* What the exercise asks: Exactly how many lines of the data below include the string "message"? State the number and nothing more.

Dataset items
================================

//! Movie management handlers.

use axum::{
    Json,
    extract::{Path, State},
    http::StatusCode,
};
use chrono::{NaiveDate, NaiveDateTime};
use serde::{Deserialize, Serialize};
use tracing::instrument;
use utoipa::ToSchema;

use crate::api::AppState;
use crate::db::{Database, Id, Movie};
use crate::service::ServiceError;

const MSG_SAVED: &str = "saved";
const MSG_UPDATED: &str = "updated";
const MSG_DELETED: &str = "deleted";
const MSG_RENTAL_STATUS_UPDATED: &str = "rental status updated";
const MSG_NOT_FOUND: &str = "not found";
const MSG_RENTAL_STATUS_REQUIRED: &str = "rental status is required";

// =============================================================================
// DTOs (Data Transfer Objects)
// =============================================================================

/// Movie response DTO
#[derive(Debug, Serialize, Deserialize, ToSchema)]
#[serde(rename_all = "camelCase")]
pub struct MovieResponse {
    /// Storage-assigned identifier
    #[schema(example = 1)]
    pub id: Id,
    #[schema(example = "Inception")]
    pub name: String,
    #[schema(example = "https://img.example/inception.jpg")]
    pub cover_url: Option<String>,
    pub description: Option<String>,
    #[schema(example = 9)]
    pub score: Option<i32>,
    #[schema(example = "available")]
    pub status: Option<String>,
    #[schema(example = "available")]
    pub rental_status: Option<String>,
    #[schema(example = "2024-05-01")]
    pub created_at: Option<NaiveDate>,
    #[schema(example = "2024-05-01T10:30:00")]
    pub modified_at: Option<NaiveDateTime>,
}

impl From<Movie> for MovieResponse {
    fn from(m: Movie) -> Self {
        Self {
            id: m.id,
            name: m.name,
            cover_url: m.cover_url,
            description: m.description,
            score: m.score,
            status: m.status,
            rental_status: m.rental_status,
            created_at: m.created_at,
            modified_at: m.modified_at,
        }
    }
}

/// Save movie request DTO
///
/// An `id` in the body is ignored; storage assigns one.
#[derive(Debug, Deserialize, ToSchema)]
#[serde(rename_all = "camelCase")]
pub struct SaveMovieRequest {
    #[schema(example = "Inception")]
    pub name: String,
    pub cover_url: Option<String>,
    pub description: Option<String>,
    #[schema(example = 9)]
    pub score: Option<i32>,
    #[schema(example = "available")]
    pub status: Option<String>,
    #[schema(example = "available")]
    pub rental_status: Option<String>,
    /// Defaults to today when omitted
    pub created_at: Option<NaiveDate>,
    /// Defaults to now when omitted. A bare date is read as midnight.
    #[serde(default, deserialize_with = "crate::db::utils::deserialize_date_or_datetime")]
    #[schema(example = "2024-05-01T10:30:00")]
    pub modified_at: Option<NaiveDateTime>,
}

impl From<SaveMovieRequest> for Movie {
    fn from(req: SaveMovieRequest) -> Self {
        Movie {
            id: 0, // Repository will assign this
            name: req.name,
            cover_url: req.cover_url,
            description: req.description,
            score: req.score,
            status: req.status,
            rental_status: req.rental_status,
            created_at: req.created_at,
            modified_at: req.modified_at,
        }
    }
}

/// Update movie request DTO
///
/// `createdAt` and `modifiedAt` in the body are ignored; the modification
/// time is always set by the server.
#[derive(Debug, Deserialize, ToSchema)]
#[serde(rename_all = "camelCase")]
pub struct UpdateMovieRequest {
    #[schema(example = 1)]
    pub id: Id,
    #[schema(example = "Inception")]
    pub name: String,
    pub cover_url: Option<String>,
    pub description: Option<String>,
    #[schema(example = 10)]
    pub score: Option<i32>,
    #[schema(example = "in-edition")]
    pub status: Option<String>,
    #[schema(example = "rented")]
    pub rental_status: Option<String>,
}

impl From<UpdateMovieRequest> for Movie {
    fn from(req: UpdateMovieRequest) -> Self {
        Movie {
            id: req.id,
            name: req.name,
            cover_url: req.cover_url,
            description: req.description,
            score: req.score,
            status: req.status,
            rental_status: req.rental_status,
            created_at: None,
            modified_at: None,
        }
    }
}

/// Uniform outcome envelope for write operations
#[derive(Debug, Serialize, Deserialize, ToSchema)]
pub struct ServiceResponse {
    /// Whether the operation succeeded
    #[schema(example = true)]
    pub success: Option<bool>,
    /// Human-readable outcome
    #[schema(example = "saved")]
    pub message: String,
}

impl ServiceResponse {
    pub fn ok(message: impl Into<String>) -> Self {
        Self {
            success: Some(true),
            message: message.into(),
        }
    }

    pub fn failed(message: impl Into<String>) -> Self {
        Self {
            success: Some(false),
            message: message.into(),
        }
    }
}

type Failure = (StatusCode, Json<ServiceResponse>);

/// Map a service error to a status code and envelope.
///
/// `label` names the failed operation ("error saving", ...) and is used for
/// rejected input and storage failures. Storage failures append the service
/// error text, which never carries driver details.
fn failure(label: &str, err: ServiceError) -> Failure {
    match err {
        ServiceError::NotFound { .. } => (
            StatusCode::NOT_FOUND,
            Json(ServiceResponse::failed(MSG_NOT_FOUND)),
        ),
        ServiceError::Rejected { .. } => (
            StatusCode::BAD_REQUEST,
            Json(ServiceResponse::failed(label)),
        ),
        storage @ ServiceError::Storage { .. } => (
            StatusCode::INTERNAL_SERVER_ERROR,
            Json(ServiceResponse::failed(format!("{}: {}", label, storage))),
        ),
    }
}

/// Decode the raw rental-status body.
///
/// Plain text is taken as-is (trimmed). A JSON string literal such as
/// `"rented"` is unquoted first.
fn parse_rental_status(body: &str) -> Option<String> {
    let trimmed = body.trim();
    let status = if trimmed.starts_with('"') {
        serde_json::from_str::<String>(trimmed).unwrap_or_else(|_| trimmed.to_string())
    } else {
        trimmed.to_string()
    };

    if status.trim().is_empty() {
        None
    } else {
        Some(status)
    }
}

// =============================================================================
// Handlers
// =============================================================================

/// List all movies
///
/// Returns every movie in storage order
#[utoipa::path(
    get,
    path = "/api/v1/movie/list",
    tag = "movies",
    responses(
        (status = 200, description = "List of movies", body = Vec<MovieResponse>),
        (status = 500, description = "Storage failure", body = ServiceResponse)
    )
)]
#[instrument(skip(state))]
pub async fn list_movies<D: Database>(
    State(state): State<AppState<D>>,
) -> Result<Json<Vec<MovieResponse>>, Failure> {
    let movies = state
        .movies()
        .find_all()
        .await
        .map_err(|e| failure("error listing", e))?;

    Ok(Json(movies.into_iter().map(MovieResponse::from).collect()))
}

/// Get a movie by ID
#[utoipa::path(
    get,
    path = "/api/v1/movie/{id}",
    tag = "movies",
    params(
        ("id" = i64, Path, description = "Movie ID")
    ),
    responses(
        (status = 200, description = "Movie found", body = MovieResponse),
        (status = 404, description = "Movie not found", body = ServiceResponse),
        (status = 500, description = "Storage failure", body = ServiceResponse)
    )
)]
#[instrument(skip(state))]
pub async fn get_movie<D: Database>(
    State(state): State<AppState<D>>,
    Path(id): Path<Id>,
) -> Result<Json<MovieResponse>, Failure> {
    let movie = state
        .movies()
        .find_by_id(id)
        .await
        .map_err(|e| failure("error fetching", e))?;

    Ok(Json(MovieResponse::from(movie)))
}

/// Save a new movie
#[utoipa::path(
    post,
    path = "/api/v1/movie/save",
    tag = "movies",
    request_body = SaveMovieRequest,
    responses(
        (status = 200, description = "Movie saved", body = ServiceResponse),
        (status = 400, description = "Movie rejected, e.g. blank name", body = ServiceResponse),
        (status = 500, description = "Storage failure", body = ServiceResponse)
    )
)]
#[instrument(skip(state))]
pub async fn save_movie<D: Database>(
    State(state): State<AppState<D>>,
    Json(req): Json<SaveMovieRequest>,
) -> Result<Json<ServiceResponse>, Failure> {
    let movie = Movie::from(req);

    state
        .movies()
        .save(&movie)
        .await
        .map_err(|e| failure("error saving", e))?;

    Ok(Json(ServiceResponse::ok(MSG_SAVED)))
}

/// Update a movie
///
/// Overwrites every mutable field of the movie matching `id`
#[utoipa::path(
    post,
    path = "/api/v1/movie/update",
    tag = "movies",
    request_body = UpdateMovieRequest,
    responses(
        (status = 200, description = "Movie updated", body = ServiceResponse),
        (status = 400, description = "Movie rejected", body = ServiceResponse),
        (status = 404, description = "Movie not found", body = ServiceResponse),
        (status = 500, description = "Storage failure", body = ServiceResponse)
    )
)]
#[instrument(skip(state))]
pub async fn update_movie<D: Database>(
    State(state): State<AppState<D>>,
    Json(req): Json<UpdateMovieRequest>,
) -> Result<Json<ServiceResponse>, Failure> {
    let movie = Movie::from(req);

    state
        .movies()
        .update(&movie)
        .await
        .map_err(|e| failure("error updating", e))?;

    Ok(Json(ServiceResponse::ok(MSG_UPDATED)))
}

/// Delete a movie
#[utoipa::path(
    delete,
    path = "/api/v1/movie/delete/{id}",
    tag = "movies",
    params(
        ("id" = i64, Path, description = "Movie ID")
    ),
    responses(
        (status = 200, description = "Movie deleted", body = ServiceResponse),
        (status = 404, description = "Movie not found", body = ServiceResponse),
        (status = 500, description = "Storage failure", body = ServiceResponse)
    )
)]
#[instrument(skip(state))]
pub async fn delete_movie<D: Database>(
    State(state): State<AppState<D>>,
    Path(id): Path<Id>,
) -> Result<Json<ServiceResponse>, Failure> {
    state
        .movies()
        .delete_by_id(id)
        .await
        .map_err(|e| failure("error deleting", e))?;

    Ok(Json(ServiceResponse::ok(MSG_DELETED)))
}

/// Update the rental status of a movie
///
/// The request body is the new status as raw text
#[utoipa::path(
    put,
    path = "/api/v1/movie/updateEstadoAlquiler/{id}",
    tag = "movies",
    params(
        ("id" = i64, Path, description = "Movie ID")
    ),
    request_body(
        content = String,
        content_type = "text/plain",
        description = "New rental status, e.g. rented"
    ),
    responses(
        (status = 200, description = "Rental status updated", body = ServiceResponse),
        (status = 400, description = "Empty rental status", body = ServiceResponse),
        (status = 404, description = "Movie not found", body = ServiceResponse),
        (status = 500, description = "Storage failure", body = ServiceResponse)
    )
)]
#[instrument(skip(state))]
pub async fn update_rental_status<D: Database>(
    State(state): State<AppState<D>>,
    Path(id): Path<Id>,
    body: String,
) -> Result<Json<ServiceResponse>, Failure> {
    let rental_status = parse_rental_status(&body).ok_or_else(|| {
        (
            StatusCode::BAD_REQUEST,
            Json(ServiceResponse::failed(MSG_RENTAL_STATUS_REQUIRED)),
        )
    })?;

    state
        .movies()
        .update_rental_status(id, &rental_status)
        .await
        .map_err(|e| failure("error updating rental status", e))?;

    Ok(Json(ServiceResponse::ok(MSG_RENTAL_STATUS_UPDATED)))
}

================================

* Answer space: 5